**Exercise brief**: Every line below is to be quoted exactly, with nothing added or dropped.

*** Opening of Entries provided ***

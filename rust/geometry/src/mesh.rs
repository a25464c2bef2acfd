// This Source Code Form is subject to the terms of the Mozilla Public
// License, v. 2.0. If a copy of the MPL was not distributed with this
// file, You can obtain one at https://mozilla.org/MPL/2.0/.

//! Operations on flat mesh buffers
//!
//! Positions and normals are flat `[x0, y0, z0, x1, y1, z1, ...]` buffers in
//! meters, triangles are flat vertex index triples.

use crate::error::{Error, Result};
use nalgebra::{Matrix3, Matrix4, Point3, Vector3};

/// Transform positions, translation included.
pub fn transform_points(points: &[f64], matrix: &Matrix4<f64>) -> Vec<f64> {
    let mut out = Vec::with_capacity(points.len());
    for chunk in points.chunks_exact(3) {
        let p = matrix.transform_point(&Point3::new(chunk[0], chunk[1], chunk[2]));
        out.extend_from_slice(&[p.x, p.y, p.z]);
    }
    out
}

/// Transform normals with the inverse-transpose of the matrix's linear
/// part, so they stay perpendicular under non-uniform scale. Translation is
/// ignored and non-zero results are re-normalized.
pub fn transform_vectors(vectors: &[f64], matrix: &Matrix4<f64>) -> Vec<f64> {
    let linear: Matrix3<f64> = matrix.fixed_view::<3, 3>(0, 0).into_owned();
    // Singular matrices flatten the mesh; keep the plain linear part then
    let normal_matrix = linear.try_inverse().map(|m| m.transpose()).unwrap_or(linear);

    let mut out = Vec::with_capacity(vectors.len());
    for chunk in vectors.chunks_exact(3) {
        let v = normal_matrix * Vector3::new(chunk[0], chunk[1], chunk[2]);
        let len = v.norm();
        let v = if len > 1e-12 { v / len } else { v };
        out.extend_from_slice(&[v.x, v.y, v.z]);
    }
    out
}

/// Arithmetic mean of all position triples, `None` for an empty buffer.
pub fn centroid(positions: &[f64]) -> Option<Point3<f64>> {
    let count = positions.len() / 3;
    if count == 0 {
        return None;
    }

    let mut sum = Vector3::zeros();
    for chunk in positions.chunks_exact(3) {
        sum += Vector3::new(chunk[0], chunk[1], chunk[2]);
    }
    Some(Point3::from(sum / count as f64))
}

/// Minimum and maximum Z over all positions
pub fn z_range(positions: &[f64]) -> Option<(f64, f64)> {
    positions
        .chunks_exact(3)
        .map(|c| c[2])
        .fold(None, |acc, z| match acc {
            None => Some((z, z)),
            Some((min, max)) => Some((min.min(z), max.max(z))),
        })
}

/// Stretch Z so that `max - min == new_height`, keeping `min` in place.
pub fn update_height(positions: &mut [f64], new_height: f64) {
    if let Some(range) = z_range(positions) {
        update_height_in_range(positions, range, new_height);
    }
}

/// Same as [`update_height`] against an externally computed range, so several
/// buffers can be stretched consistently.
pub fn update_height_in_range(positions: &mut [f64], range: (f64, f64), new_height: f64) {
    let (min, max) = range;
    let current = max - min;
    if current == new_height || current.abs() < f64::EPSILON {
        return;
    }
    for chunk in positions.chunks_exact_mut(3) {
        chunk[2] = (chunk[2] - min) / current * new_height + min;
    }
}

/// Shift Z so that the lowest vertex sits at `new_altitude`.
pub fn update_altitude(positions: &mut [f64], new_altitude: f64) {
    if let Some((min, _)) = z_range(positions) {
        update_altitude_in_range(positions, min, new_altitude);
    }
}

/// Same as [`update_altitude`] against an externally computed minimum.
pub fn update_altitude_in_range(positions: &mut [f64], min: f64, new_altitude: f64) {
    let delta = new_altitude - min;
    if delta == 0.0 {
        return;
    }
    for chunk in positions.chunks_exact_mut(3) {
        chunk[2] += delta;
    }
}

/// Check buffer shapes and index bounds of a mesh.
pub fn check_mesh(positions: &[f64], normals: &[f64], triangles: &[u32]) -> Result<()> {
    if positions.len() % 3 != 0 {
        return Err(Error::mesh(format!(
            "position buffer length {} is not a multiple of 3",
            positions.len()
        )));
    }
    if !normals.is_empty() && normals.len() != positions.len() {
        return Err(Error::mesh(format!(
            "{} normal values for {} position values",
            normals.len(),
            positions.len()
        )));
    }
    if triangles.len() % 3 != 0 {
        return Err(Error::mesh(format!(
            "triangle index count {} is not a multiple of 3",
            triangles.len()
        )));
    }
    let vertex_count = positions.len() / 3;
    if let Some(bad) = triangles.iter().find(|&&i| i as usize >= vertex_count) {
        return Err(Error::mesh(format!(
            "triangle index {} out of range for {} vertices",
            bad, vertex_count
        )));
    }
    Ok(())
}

*** Close of Entries provided ***

**Answer to this task**:
filename rust/geometry/src/mesh.rs
repository a25464c2bef2acfd
// This Source Code Form is subject to the terms of the Mozilla Public
// License, v. 2.0. If a copy of the MPL was not distributed with this
// file, You can obtain one at https://mozilla.org/MPL/2.0/.

//! Operations on flat mesh buffers
//!
//! Positions and normals are flat `[x0, y0, z0, x1, y1, z1, ...]` buffers in
//! meters, triangles are flat vertex index triples.

use crate::error::{Error, Result};
use nalgebra::{Matrix3, Matrix4, Point3, Vector3};

/// Transform positions, translation included.
pub fn transform_points(points: &[f64], matrix: &Matrix4<f64>) -> Vec<f64> {
    let mut out = Vec::with_capacity(points.len());
    for chunk in points.chunks_exact(3) {
        let p = matrix.transform_point(&Point3::new(chunk[0], chunk[1], chunk[2]));
        out.extend_from_slice(&[p.x, p.y, p.z]);
    }
    out
}

/// Transform normals with the inverse-transpose of the matrix's linear
/// part, so they stay perpendicular under non-uniform scale. Translation is
/// ignored and non-zero results are re-normalized.
pub fn transform_vectors(vectors: &[f64], matrix: &Matrix4<f64>) -> Vec<f64> {
    let linear: Matrix3<f64> = matrix.fixed_view::<3, 3>(0, 0).into_owned();
    // Singular matrices flatten the mesh; keep the plain linear part then
    let normal_matrix = linear.try_inverse().map(|m| m.transpose()).unwrap_or(linear);

    let mut out = Vec::with_capacity(vectors.len());
    for chunk in vectors.chunks_exact(3) {
        let v = normal_matrix * Vector3::new(chunk[0], chunk[1], chunk[2]);
        let len = v.norm();
        let v = if len > 1e-12 { v / len } else { v };
        out.extend_from_slice(&[v.x, v.y, v.z]);
    }
    out
}

/// Arithmetic mean of all position triples, `None` for an empty buffer.
pub fn centroid(positions: &[f64]) -> Option<Point3<f64>> {
    let count = positions.len() / 3;
    if count == 0 {
        return None;
    }

    let mut sum = Vector3::zeros();
    for chunk in positions.chunks_exact(3) {
        sum += Vector3::new(chunk[0], chunk[1], chunk[2]);
    }
    Some(Point3::from(sum / count as f64))
}

/// Minimum and maximum Z over all positions
pub fn z_range(positions: &[f64]) -> Option<(f64, f64)> {
    positions
        .chunks_exact(3)
        .map(|c| c[2])
        .fold(None, |acc, z| match acc {
            None => Some((z, z)),
            Some((min, max)) => Some((min.min(z), max.max(z))),
        })
}

/// Stretch Z so that `max - min == new_height`, keeping `min` in place.
pub fn update_height(positions: &mut [f64], new_height: f64) {
    if let Some(range) = z_range(positions) {
        update_height_in_range(positions, range, new_height);
    }
}

/// Same as [`update_height`] against an externally computed range, so several
/// buffers can be stretched consistently.
pub fn update_height_in_range(positions: &mut [f64], range: (f64, f64), new_height: f64) {
    let (min, max) = range;
    let current = max - min;
    if current == new_height || current.abs() < f64::EPSILON {
        return;
    }
    for chunk in positions.chunks_exact_mut(3) {
        chunk[2] = (chunk[2] - min) / current * new_height + min;
    }
}

/// Shift Z so that the lowest vertex sits at `new_altitude`.
pub fn update_altitude(positions: &mut [f64], new_altitude: f64) {
    if let Some((min, _)) = z_range(positions) {
        update_altitude_in_range(positions, min, new_altitude);
    }
}

/// Same as [`update_altitude`] against an externally computed minimum.
pub fn update_altitude_in_range(positions: &mut [f64], min: f64, new_altitude: f64) {
    let delta = new_altitude - min;
    if delta == 0.0 {
        return;
    }
    for chunk in positions.chunks_exact_mut(3) {
        chunk[2] += delta;
    }
}

/// Check buffer shapes and index bounds of a mesh.
pub fn check_mesh(positions: &[f64], normals: &[f64], triangles: &[u32]) -> Result<()> {
    if positions.len() % 3 != 0 {
        return Err(Error::mesh(format!(
            "position buffer length {} is not a multiple of 3",
            positions.len()
        )));
    }
    if !normals.is_empty() && normals.len() != positions.len() {
        return Err(Error::mesh(format!(
            "{} normal values for {} position values",
            normals.len(),
            positions.len()
        )));
    }
    if triangles.len() % 3 != 0 {
        return Err(Error::mesh(format!(
            "triangle index count {} is not a multiple of 3",
            triangles.len()
        )));
    }
    let vertex_count = positions.len() / 3;
    if let Some(bad) = triangles.iter().find(|&&i| i as usize >= vertex_count) {
        return Err(Error::mesh(format!(
            "triangle index {} out of range for {} vertices",
            bad, vertex_count
        )));
    }
    Ok(())
}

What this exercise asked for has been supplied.